Despite differences in the clinical spectrum, outcome data of the patients with this syndrome is promising in the developed world. Most patients diagnosed with this syndrome recover quickly if appropriate therapy is instituted early in the course of illness. Patients should ideally be managed in high dependency unit or intensive care unit for close monitoring, particularly if there is cardiovascular involvement. Patient may require inotropic support. The early recognition is going to help preventing the management of these patients with aggressive fluid resuscitation that can push the starling curve to a fulminant heart failure. In cases of severe cardiovascular dysfunction, ECMO therapy may be needed as a bridge to recovery if such methods are available. Immunomodulator therapy, particularly IV Immunoglobulin (IVIg) can be used as a first line treatment due to hyperinflammatory state and similarity in presentation to Kawasaki disease. The possibility of decreasing coronary involvement with this therapy is yet to be determined. This syndrome seems to have a higher number of patients with refractory IVIg response, often requiring a second dose. Regular dose or pulse methyl prednisolone can be added as second line therapy in the severe cases or in cases where inflammation persists despite IVIg. Few centers have reported successful use of IL-1 receptor antagonist (Anakinra) and TNF-ɑ antagonist (Infliximab) in the severe cases. Other therapies like IL-6 antagonist (Tocilizumab) can be used in severe illness which continues to worsen despite IVIg, steroid and anakinra. Another important consideration in this syndrome is hypercoagulability. Aspirin is typically used for coronary aneurysm and it should be considered in patients that meet Kawasaki syndrome phenotype. If there is thrombocytopenia, aspirin treatment should be avoided. In patients with severe ventricular dysfunction, treatment with heparin should be started as soon as possible. For other patients, prophylactic dosing of low molecular heparin is recommended due to elevated risk of thromboembolic event.

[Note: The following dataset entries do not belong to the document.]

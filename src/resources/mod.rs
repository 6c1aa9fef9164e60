use std::path::{Path, PathBuf};

use anyhow::Context;

use crate::data_structures::texture::{TexKind, Texture, TextureRegistry};

/**
 * This module contains all logic for loading shaders, textures and meshes from
 * the asset directory.
 */
pub mod mesh;
pub mod texture;

/// Environment variable that overrides the asset directory.
pub const ASSET_DIR_ENV: &str = "LEARN_NGIN_ASSETS";

/// The directory assets are resolved against: `$LEARN_NGIN_ASSETS`, then
/// `./assets`, then the `assets` folder next to this crate's manifest.
pub fn asset_root() -> PathBuf {
    if let Some(dir) = std::env::var_os(ASSET_DIR_ENV) {
        return PathBuf::from(dir);
    }
    let local = Path::new("./").join("assets");
    if local.is_dir() {
        return local;
    }
    Path::new(env!("CARGO_MANIFEST_DIR")).join("assets")
}

pub fn asset_path(file_name: impl AsRef<Path>) -> PathBuf {
    let file_name = file_name.as_ref();
    if file_name.is_absolute() {
        file_name.to_path_buf()
    } else {
        asset_root().join(file_name)
    }
}

pub fn load_string(file_name: impl AsRef<Path>) -> anyhow::Result<String> {
    let path = asset_path(file_name);
    std::fs::read_to_string(&path).with_context(|| format!("Could not read {}", path.display()))
}

pub fn load_binary(file_name: impl AsRef<Path>) -> anyhow::Result<Vec<u8>> {
    let path = asset_path(file_name);
    std::fs::read(&path).with_context(|| format!("Could not read {}", path.display()))
}

/// Loads an image file as a texture, taking the format hint from its extension.
pub fn load_texture(
    file_name: &str,
    kind: TexKind,
    registry: &mut TextureRegistry,
    device: &wgpu::Device,
    queue: &wgpu::Queue,
) -> anyhow::Result<Texture> {
    let data = load_binary(file_name)?;
    let format = Path::new(file_name).extension().and_then(|ext| ext.to_str());
    Texture::from_bytes(registry, device, queue, &data, file_name, format, kind)
        .with_context(|| format!("Could not decode texture {file_name}"))
}
//! Keyboard and mouse state.
//!
//! winit delivers input as events; [`Input`] folds them into plain state so the
//! frame loop can sample "is this key held right now" once per frame.

use std::collections::HashSet;

use winit::{
    event::{DeviceEvent, ElementState, MouseScrollDelta, WindowEvent},
    keyboard::{KeyCode, PhysicalKey},
};

/// Pixels of a touchpad scroll that count as one wheel notch.
const PIXELS_PER_LINE: f64 = 40.0;

#[derive(Debug, Default)]
pub struct Input {
    keys_down: HashSet<KeyCode>,
    mouse_delta: (f64, f64),
    scroll: f32,
    cursor: Option<(f64, f64)>,
}

impl Input {
    pub fn new() -> Self {
        Self::default()
    }

    pub fn handle_window_event(&mut self, event: &WindowEvent) {
        match event {
            WindowEvent::KeyboardInput { event, .. } => {
                if let PhysicalKey::Code(code) = event.physical_key {
                    self.set_key(code, event.state == ElementState::Pressed);
                }
            }
            WindowEvent::MouseWheel { delta, .. } => {
                self.scroll += match delta {
                    MouseScrollDelta::LineDelta(_, y) => *y,
                    MouseScrollDelta::PixelDelta(pos) => (pos.y / PIXELS_PER_LINE) as f32,
                };
            }
            WindowEvent::CursorMoved { position, .. } => self.set_cursor(position.x, position.y),
            // Releases are not delivered to unfocused windows
            WindowEvent::Focused(false) => self.keys_down.clear(),
            _ => (),
        }
    }

    pub fn handle_device_event(&mut self, event: &DeviceEvent) {
        if let DeviceEvent::MouseMotion { delta: (dx, dy) } = event {
            self.add_mouse_motion(*dx, *dy);
        }
    }

    pub fn set_key(&mut self, code: KeyCode, pressed: bool) {
        if pressed {
            self.keys_down.insert(code);
        } else {
            self.keys_down.remove(&code);
        }
    }

    pub fn add_mouse_motion(&mut self, dx: f64, dy: f64) {
        self.mouse_delta.0 += dx;
        self.mouse_delta.1 += dy;
    }

    pub fn set_cursor(&mut self, x: f64, y: f64) {
        self.cursor = Some((x, y));
    }

    pub fn add_scroll(&mut self, notches: f32) {
        self.scroll += notches;
    }

    pub fn is_down(&self, code: KeyCode) -> bool {
        self.keys_down.contains(&code)
    }

    /// Raw mouse motion accumulated since the last [`end_frame`](Self::end_frame).
    pub fn mouse_delta(&self) -> (f64, f64) {
        self.mouse_delta
    }

    /// Scroll notches accumulated since the last [`end_frame`](Self::end_frame).
    pub fn scroll(&self) -> f32 {
        self.scroll
    }

    /// Last cursor position in window pixels, if the cursor has moved yet.
    pub fn cursor(&self) -> Option<(f64, f64)> {
        self.cursor
    }

    /// Clears per-frame accumulators. Held keys persist.
    pub fn end_frame(&mut self) {
        self.mouse_delta = (0.0, 0.0);
        self.scroll = 0.0;
    }
}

Multisystem Inflammatory Syndrome in Children (MIS-C) is a new syndrome in the evolving spectrum of COVID-19 pediatric illness that is typically experienced later during the course. It is a rare but serious condition requiring hospital admission and fine management. As there are increasing cases of COVID-19 in India, pediatrician should be acutely aware of this new clinical syndrome related to SARS-CoV-2 infection that overlaps with signs and symptoms of Kawasaki disease. Clinicians should operate with an increased index of suspicion and follow the case definition proposed by WHO and CDC to identify this syndrome early in the course of illness. Prompt identification with employment of appropriate therapies is the key to favorable outcomes.